ISBN-13: 9780826427885
Publisher: Bloomsbury Academic
Publication date: 11/23/2007
Series: 33 1/3 Series , #52
Pages: 176
Sales rank: 443,214
Product dimensions: 4.75(w) x 6.45(h) x 0.45(d)

About the Author

Carl Wilson is a writer and editor at The Globe and Mail, Canada's national newspaper, and his work also has appeared in Pitchfork, Slate, The New York Times, Blender and many other publications. His pieces were selected for two of Da Capo Books' annual Best Music Writing collections, in 2002 and 2007, by guest editors Jonathan Lethem and Robert Christgau. He runs the popular music blog Zoilus.com and is part of the team behind Trampoline Hall, Toronto's acclaimed nightclub series of lectures by non-experts, which toured America in 2002.

Read an Excerpt


Let's Talk About Love

A Journey to the End of Taste



By Carl Wilson
continuum
Copyright © 2007

Carl Wilson
All right reserved.



ISBN: 978-0-8264-2788-5



Chapter One Let's Talk About Hate

"Hell is other people's music," wrote the cult musician Momus in a 2006 column for Wired magazine. He was talking about, the intrusive soundtracks that blare in malls and restaurants, but his rewrite of Jean-Paul Sartre conveys a familiar truth: When you hate a song, the reaction tends to come in spasms. Hearing it can be like having a cockroach crawl up your sleeve: you can't flick it away fast enough. But why?
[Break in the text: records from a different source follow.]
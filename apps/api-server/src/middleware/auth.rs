//! Authentication middleware and extractors.
//!
//! [`Authenticate`] never rejects a request. It only attaches an [`Identity`] when a valid
//! bearer token is present, so the circuit gate can key the client by subject.

use actix_web::{
    Error, FromRequest, HttpMessage, HttpRequest,
    dev::{Payload, Service, ServiceRequest, ServiceResponse, Transform, forward_ready},
    http::header,
};
use std::future::{Future, Ready, ready};
use std::pin::Pin;
use std::sync::Arc;

use faultgate_core::ports::{AuthError, TokenClaims, TokenService};

use super::error::AppError;

/// Authenticated caller identity.
///
/// Use this in handlers to require authentication:
/// ```ignore
/// async fn protected_route(identity: Identity) -> impl Responder {
///     format!("Hello, {}!", identity.subject)
/// }
/// ```
#[derive(Debug, Clone, PartialEq, Eq)]
pub struct Identity {
    pub subject: String,
    pub roles: Vec<String>,
}

impl From<TokenClaims> for Identity {
    fn from(claims: TokenClaims) -> Self {
        Self {
            subject: claims.subject,
            roles: claims.roles,
        }
    }
}

impl FromRequest for Identity {
    type Error = AppError;
    type Future = Ready<Result<Self, Self::Error>>;

    fn from_request(req: &HttpRequest, _payload: &mut Payload) -> Self::Future {
        let identity = req.extensions().get::<Identity>().cloned();
        ready(identity.ok_or_else(AppError::unauthorized))
    }
}

/// Extract the bearer token from the `Authorization` header.
fn bearer_token(req: &ServiceRequest) -> Result<&str, AuthError> {
    let value = req
        .headers()
        .get(header::AUTHORIZATION)
        .ok_or(AuthError::MissingAuth)?;

    let value = value
        .to_str()
        .map_err(|_| AuthError::InvalidToken("Invalid authorization header".to_string()))?;

    value
        .strip_prefix("Bearer ")
        .ok_or_else(|| AuthError::InvalidToken("Expected Bearer token".to_string()))
}

/// Middleware factory attaching [`Identity`] to authenticated requests.
pub struct Authenticate {
    tokens: Option<Arc<dyn TokenService>>,
}

impl Authenticate {
    /// Without a token service every request stays anonymous.
    pub fn new(tokens: Option<Arc<dyn TokenService>>) -> Self {
        Self { tokens }
    }
}

impl<S, B> Transform<S, ServiceRequest> for Authenticate
where
    S: Service<ServiceRequest, Response = ServiceResponse<B>, Error = Error>,
    S::Future: 'static,
    B: 'static,
{
    type Response = ServiceResponse<B>;
    type Error = Error;
    type Transform = AuthenticateService<S>;
    type InitError = ();
    type Future = Ready<Result<Self::Transform, Self::InitError>>;

    fn new_transform(&self, service: S) -> Self::Future {
        ready(Ok(AuthenticateService {
            service,
            tokens: self.tokens.clone(),
        }))
    }
}

pub struct AuthenticateService<S> {
    service: S,
    tokens: Option<Arc<dyn TokenService>>,
}

impl<S, B> Service<ServiceRequest> for AuthenticateService<S>
where
    S: Service<ServiceRequest, Response = ServiceResponse<B>, Error = Error>,
    S::Future: 'static,
    B: 'static,
{
    type Response = ServiceResponse<B>;
    type Error = Error;
    type Future = Pin<Box<dyn Future<Output = Result<Self::Response, Self::Error>>>>;

    forward_ready!(service);

    fn call(&self, req: ServiceRequest) -> Self::Future {
        if let Some(tokens) = &self.tokens {
            let claims = bearer_token(&req).and_then(|token| tokens.validate_token(token));

            match claims {
                Ok(claims) => {
                    req.extensions_mut().insert(Identity::from(claims));
                }
                Err(AuthError::MissingAuth) => {}
                Err(e) => tracing::debug!(error = %e, "Ignoring invalid bearer token"),
            }
        }

        Box::pin(self.service.call(req))
    }
}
And why, in fact, do each of us hate some songs, or the entire output of some musicians, that millions upon millions of other people adore?

In the case of me and Céline Dion, it was Madonna's smirk at the 1998 Oscars that sealed it. That night in March, the galleries of Los Angeles's Shrine Auditorium were the colosseum for the latest gladiatorial contest in which art's frail emissaries would get flattened by the thundering chariots of mass culture. And Empress Madonna would laugh.

Until that evening, I'd done as well as anyone could to keep from colliding with Titanic, the all-media juggernaut that had been cutting full-steam through theaters, celebrity rags and radio playlists since Christmas. I hadn't seen the movie and didn't own a TV, but the magazines and websites I read reinforced my sureness that the blockbuster was a pandering fabrication, an action chick-flick, perfectly focus-grouped to be foisted on the dating public.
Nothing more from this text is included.